Ive just loaded that link on a blank html page,if the above code scrapes more than the links you need,maybe adjust to target=blank and class= etc

LordFrz · March 26, 2015

Try attribute 'fullhref'

webtrend · March 26, 2015

thanks for the response guys.

target="_blank" does grab those links but with many others that I don't want. Adding a boolean AND condition with class="mctitle" does not give me any results

fullhref is giving me links that I don't even know where it is pulling from.

Looks like I will just have to use regex. Is there any other way around it?

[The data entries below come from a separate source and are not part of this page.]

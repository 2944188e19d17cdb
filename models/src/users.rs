use crate::schema::users;
use diesel::prelude::*;
use diesel::result::Error as DieselError;
use ring::{digest, pbkdf2};
use serde::{Deserialize, Serialize};
use std::num::NonZeroU32;

static PBKDF2_ALG: pbkdf2::Algorithm = pbkdf2::PBKDF2_HMAC_SHA256;
static ITERATIONS: NonZeroU32 = unsafe { NonZeroU32::new_unchecked(100_000) };
const CREDENTIAL_LEN: usize = digest::SHA256_OUTPUT_LEN;

type Credential = [u8; CREDENTIAL_LEN];

#[must_use]
pub fn hash(salt: &str, s: &str) -> String {
    let mut to_store: Credential = [0; CREDENTIAL_LEN];

    pbkdf2::derive(PBKDF2_ALG, ITERATIONS, salt.as_bytes(), s.as_bytes(), &mut to_store);

    base64::encode(&to_store)
}

#[must_use]
pub fn verify(salt: &str, password: &str, attempted_password: &str) -> bool {
    let real_pwd = match base64::decode(&password) {
        Ok(decoded) => decoded,
        Err(_) => return false,
    };

    pbkdf2::verify(
        PBKDF2_ALG,
        ITERATIONS,
        salt.as_bytes(),
        attempted_password.as_bytes(),
        real_pwd.as_slice(),
    )
    .is_ok()
}

#[derive(Queryable, Identifiable, Debug, Serialize)]
#[primary_key(uid)]
pub struct User {
    /// User id as a 4 byte wide int
    pub uid: i32,
    /// Account creation
    pub created_at: Option<std::time::SystemTime>,
    /// Username for this row
    pub username: String,
    /// Salted pbkdf2 hash
    pub password: String,
}

#[derive(Insertable, Debug, Deserialize)]
#[table_name = "users"]
pub struct InsertableUser {
    pub username: String,
    pub password: String,
}

impl User {
    pub fn get_by_id(conn: &diesel::PgConnection, uid: i32) -> Result<Self, DieselError> {
        users::dsl::users.filter(users::uid.eq(uid)).first::<Self>(conn)
    }

    pub fn get_by_username(conn: &diesel::PgConnection, username: String) -> Result<Self, DieselError> {
        users::dsl::users
            .filter(users::username.eq(username))
            .first::<Self>(conn)
    }
}

impl InsertableUser {
    pub fn insert(&self, conn: &diesel::PgConnection) -> Result<i32, DieselError> {
        diesel::insert_into(users::table)
            .values(self)
            .returning(users::uid)
            .get_result(conn)
    }
}

#[cfg(test)]
mod tests {
    use super::*;

    #[test]
    fn hash_then_verify() {
        let hashed = hash("alice", "hunter2");
        assert!(verify("alice", &hashed, "hunter2"));
        assert!(!verify("alice", &hashed, "hunter3"));
        // salt participates in the derivation
        assert!(!verify("bob", &hashed, "hunter2"));
    }

    #[test]
    fn verify_rejects_malformed_stored_password() {
        assert!(!verify("alice", "not base64 at all!!", "hunter2"));
    }
}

Bot-Factory · March 26, 2015

Can you please share the full code? So the URL from where you try to scrape that <class="mctitle">.

If you can share that, I'll take a look.

Dan

webtrend · March 27, 2015

Can you please share the full code? So the URL from where you try to scrape that <class="mctitle">.
If you can share that, I'll take a look.
Dan

Problem solved, please look at my next post.

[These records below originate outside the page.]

// Copyright (c) 2024 Harry [Majored] [hello@majored.pw]
// MIT License (https://github.com/Majored/rs-async-zip/blob/main/LICENSE)

use crate::core::dsig::RawDigitalSignature;
use crate::core::edf::{ExtensibleDataField, INFO_ZIP_UNICODE_PATH};
use crate::core::ARCHIVE_EXTRA_DATA_SIGNATURE;
use crate::error::ZipError;
use crate::tests::fixture::{ArchiveBuilder, FixtureEntry};
use crate::tests::init_logger;
use crate::{Archive, StringEncoding};

use futures_lite::io::AsyncReadExt;

/// Builds an Info-ZIP Unicode Path extra field, where `crc32` is that of the raw name it replaces.
fn unicode_path(crc32: u32, unicode: &str) -> Vec<u8> {
    let mut data = vec![1];
    data.extend_from_slice(&crc32.to_le_bytes());
    data.extend_from_slice(unicode.as_bytes());

    ExtensibleDataField { header_id: INFO_ZIP_UNICODE_PATH, data: &data }.encode()
}

#[tokio::test]
async fn index_preserves_directory_order() {
    init_logger();

    let built = ArchiveBuilder::new()
        .stored("b.txt", b"second")
        .stored("dir/", b"")
        .entry(FixtureEntry::stored("a.txt", b"first").comment(b"note"))
        .comment(b"archive comment")
        .build();

    let archive = Archive::open(built.cursor()).await.unwrap();
    let names: Vec<_> = archive.entries().iter().map(|entry| entry.filename().as_str().unwrap().to_owned()).collect();

    assert_eq!(names, ["b.txt", "dir/", "a.txt"]);
    assert_eq!(archive.comment().as_str().unwrap(), "archive comment");
    assert_eq!(archive.index().directory(), built.directory..built.eocdr);

    let entry = archive.entry(2).unwrap();
    assert_eq!(entry.comment().as_str().unwrap(), "note");
    assert_eq!(entry.compressed_size(), 5);
    assert_eq!(entry.uncompressed_size(), 5);
    assert_eq!(entry.crc32(), crc32fast::hash(b"first"));
    assert_eq!(entry.local_header_offset(), built.local_headers[2]);
    assert_eq!(entry.version_made_by(), 0x031E);
    assert_eq!(entry.external_file_attribute(), 0o100644 << 16);
    assert_eq!(entry.last_modification_date().year(), 2024);
    assert!(!entry.is_dir());
    assert!(!entry.is_streamed());
    assert!(!entry.zip64());
    assert!(entry.defect().is_none());

    assert!(archive.entry(1).unwrap().is_dir());
    assert!(matches!(archive.entry(3), Err(ZipError::EntryIndexOutOfBounds)));
}

#[tokio::test]
async fn index_keeps_duplicate_names() {
    init_logger();

    let built = ArchiveBuilder::new().stored("same.txt", b"first").stored("same.txt", b"second").build();

    let mut archive = Archive::open(built.cursor()).await.unwrap();
    assert_eq!(archive.entries().len(), 2);

    let found = archive.find("same.txt").cloned().unwrap();
    assert_eq!(&found, archive.entry(0).unwrap());
    assert!(archive.find("missing.txt").is_none());

    let mut data = Vec::new();
    archive.open_payload(&found).await.unwrap().read_to_end(&mut data).await.unwrap();
    assert_eq!(data, b"first");

    let second = archive.entry(1).unwrap().clone();
    let mut data = Vec::new();
    archive.open_payload(&second).await.unwrap().read_to_end(&mut data).await.unwrap();
    assert_eq!(data, b"second");
}

#[tokio::test]
async fn index_truncated_central_directory() {
    init_logger();

    let built =
        ArchiveBuilder::new().stored("a", b"1").stored("b", b"2").stored("c", b"3").declared_entries(5).build();

    match Archive::open(built.cursor()).await {
        Err(ZipError::TruncatedCentralDirectory { declared, found }) => {
            assert_eq!(declared, 5);
            assert_eq!(found, 3);
        }
        Err(err) => panic!("expected a truncated central directory, got {err:?}"),
        Ok(_) => panic!("expected a truncated central directory"),
    }
}

#[tokio::test]
async fn index_encrypted_central_directory() {
    init_logger();

    let mut built = ArchiveBuilder::new().stored("a.txt", b"abc").build();
    let directory = built.directory;
    built.patch(directory, &ARCHIVE_EXTRA_DATA_SIGNATURE.to_le_bytes());

    assert!(matches!(Archive::open(built.cursor()).await, Err(ZipError::Unsupported(_))));
}

#[tokio::test]
async fn index_skips_digital_signature() {
    init_logger();

    let mut built = ArchiveBuilder::new().stored("a.txt", b"abc").build();
    let signature = RawDigitalSignature { size_of_data: 0 }.encode();
    let size_of_cd = (built.eocdr - built.directory) as u32 + signature.len() as u32;

    let eocdr = built.eocdr as usize;
    built.bytes.splice(eocdr..eocdr, signature.iter().copied());
    built.patch(eocdr as u64 + signature.len() as u64 + 12, &size_of_cd.to_le_bytes());

    let mut archive = Archive::open(built.cursor()).await.unwrap();
    assert_eq!(archive.entries().len(), 1);
    assert_eq!(archive.index().directory(), built.directory..built.directory + size_of_cd as u64);

    let entry = archive.entries()[0].clone();
    let mut data = Vec::new();
    archive.open_payload(&entry).await.unwrap().read_to_end(&mut data).await.unwrap();
    assert_eq!(data, b"abc");
}

#[tokio::test]
async fn index_unicode_path_extra_field() {
    init_logger();

    let raw = vec![0x82, 0xA0];
    let verified = FixtureEntry {
        name: raw.clone(),
        extra: unicode_path(crc32fast::hash(&raw), "あ"),
        ..FixtureEntry::stored("", b"abc")
    };
    let stale = FixtureEntry { name: raw.clone(), extra: unicode_path(0xDEADBEEF, "あ"), ..verified.clone() };

    let built = ArchiveBuilder::new().entry(verified).entry(stale).build();
    let mut archive = Archive::open(built.cursor()).await.unwrap();

    let entry = archive.entry(0).unwrap().clone();
    assert_eq!(entry.filename().encoding(), StringEncoding::Raw);
    assert_eq!(entry.filename().as_bytes(), &raw[..]);
    assert_eq!(entry.filename().alternative(), Some("あ"));
    assert_eq!(entry.filename().as_str().unwrap(), "あ");
    assert_eq!(archive.find("あ"), Some(&entry));

    // A CRC over different bytes means the extra field describes an older name.
    let entry = archive.entry(1).unwrap();
    assert_eq!(entry.filename().alternative(), None);
    assert!(matches!(entry.filename().as_str(), Err(ZipError::StringNotUtf8)));

    let entry = archive.entry(0).unwrap().clone();
    archive.resolve(&entry).await.unwrap();
}

#[tokio::test]
async fn index_utf8_flag() {
    init_logger();

    let entry = FixtureEntry::stored("ünïcödé.txt", b"abc").flags(crate::GeneralPurposeFlags::UTF8);
    let built = ArchiveBuilder::new().entry(entry).build();

    let archive = Archive::open(built.cursor()).await.unwrap();
    let entry = archive.entry(0).unwrap();

    assert!(entry.flags().utf8());
    assert_eq!(entry.filename().encoding(), StringEncoding::Utf8);
    assert_eq!(entry.filename().as_str().unwrap(), "ünïcödé.txt");
}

Thanks, Dan for your offer to help

Edited March 27, 2015 by webtrend

LordFrz · March 27, 2015

I dont know, you might try scraping the innerhtml, then look for the regular expression between the start of the href and the ending quotations.

Edited March 27, 2015 by LordFrz

webtrend · March 27, 2015

^^^ What you are recommending works but it is scraping a lot more URLs than the other lists. I want all the 3 lists to be consistent so that each numbered item on a given list corresponds to the same numbered items on the other lists.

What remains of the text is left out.